More the above than anything else. He's just too left wing economically for me. I am more comfortable now with his foreign policy given all the trimmings.

"On domestic matters, Mr Obama has assembled a team of sharp academic economists who premise their work on his supposed ability to sell sophisticated policy. Most prominent up until now has been Austan Goolsbee (pictured first left above), a University of Chicago professor whom many expect to head a President Obama's Council of Economic Advisers. Mr Goolsbee's record suggests neither the hostility towards globalised capitalism nor the desire for large-scale redistribution that conservatives, spooked by tales of Mr Obama's left-wing voting record, might fear: Mr Goolsbee is a problem-solver who favours such unsexy proposals as altering American tax forms. He got into trouble earlier this year for telling the Canadians not to worry too much about the anti-NAFTA rhetoric the candidate was emitting on the campaign trail.

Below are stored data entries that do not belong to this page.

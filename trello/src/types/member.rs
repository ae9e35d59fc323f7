//! Membros de board

use serde::{Deserialize, Serialize};

/// Membro de um board do Trello
#[derive(Debug, Clone, PartialEq, Eq, Serialize, Deserialize)]
#[serde(rename_all = "camelCase")]
pub struct Member {
    pub id: String,
    #[serde(default)]
    pub full_name: String,
    #[serde(default)]
    pub username: String,
}

impl Member {
    pub fn new(id: impl Into<String>, full_name: impl Into<String>) -> Self {
        Self {
            id: id.into(),
            full_name: full_name.into(),
            username: String::new(),
        }
    }
}
//! Ações do card (comentários)

use chrono::{DateTime, Utc};
use serde::{Deserialize, Serialize};

/// Autor de uma ação
#[derive(Debug, Clone, PartialEq, Eq, Default, Serialize, Deserialize)]
#[serde(rename_all = "camelCase")]
pub struct MemberCreator {
    #[serde(default)]
    pub id: String,
    #[serde(default)]
    pub full_name: String,
    #[serde(default)]
    pub username: String,
}

#[derive(Debug, Clone, PartialEq, Eq, Default, Serialize, Deserialize)]
pub struct ActionData {
    #[serde(default)]
    pub text: String,
}

/// Ação `commentCard` retornada por `/cards/{id}/actions?filter=commentCard`
///
/// O Trello devolve as ações da mais recente para a mais antiga.
#[derive(Debug, Clone, PartialEq, Serialize, Deserialize)]
#[serde(rename_all = "camelCase")]
pub struct CommentAction {
    pub id: String,
    pub date: DateTime<Utc>,
    #[serde(default)]
    pub member_creator: MemberCreator,
    #[serde(default)]
    pub data: ActionData,
}

impl CommentAction {
    pub fn text(&self) -> &str {
        &self.data.text
    }

    pub fn author_name(&self) -> &str {
        &self.member_creator.full_name
    }

    pub fn author_id(&self) -> &str {
        &self.member_creator.id
    }

    /// Horas entre o comentário e `now`
    pub fn hours_ago(&self, now: DateTime<Utc>) -> f64 {
        (now - self.date).num_seconds() as f64 / 3600.0
    }
}

#[cfg(test)]
mod tests {
    use super::*;
    use serde_json::json;

    #[test]
    fn test_comment_deserialization() {
        let action: CommentAction = serde_json::from_value(json!({
            "id": "a1",
            "type": "commentCard",
            "date": "2025-03-10T09:15:00.000Z",
            "memberCreator": {"id": "m1", "fullName": "Wendy Tamba", "username": "wendyt"},
            "data": {"text": "Working on the login screen", "card": {"id": "c1"}}
        }))
        .unwrap();

        assert_eq!(action.author_name(), "Wendy Tamba");
        assert_eq!(action.author_id(), "m1");
        assert_eq!(action.text(), "Working on the login screen");
    }
}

From Harvard Mr Obama plucked Jeffrey Liebman, who has produced good research on the earned-income tax credit and its role in moving people from welfare to work, and David Cutler, a health economist who wants doctors' pay tied to medical outcomes. As of this week, though, Mr Obama's newly appointed economics director is Jason Furman (second left, above), an economist in the Clinton administration and a top aide to John Kerry in 2004. His presence rebuts criticism that Mr Obama's team has too little policymaking experience. Mr Furman, too, hews to the non-ideological centre, heading Washington's Hamilton Project, an economic policy group co-founded by Bob Rubin, once Bill Clinton's treasury secretary. Mr Furman is a staunch free-trader who once praised Wal-Mart and has favoured lowering corporate taxes. With a PhD from Harvard, he also does not lack for academic credentials."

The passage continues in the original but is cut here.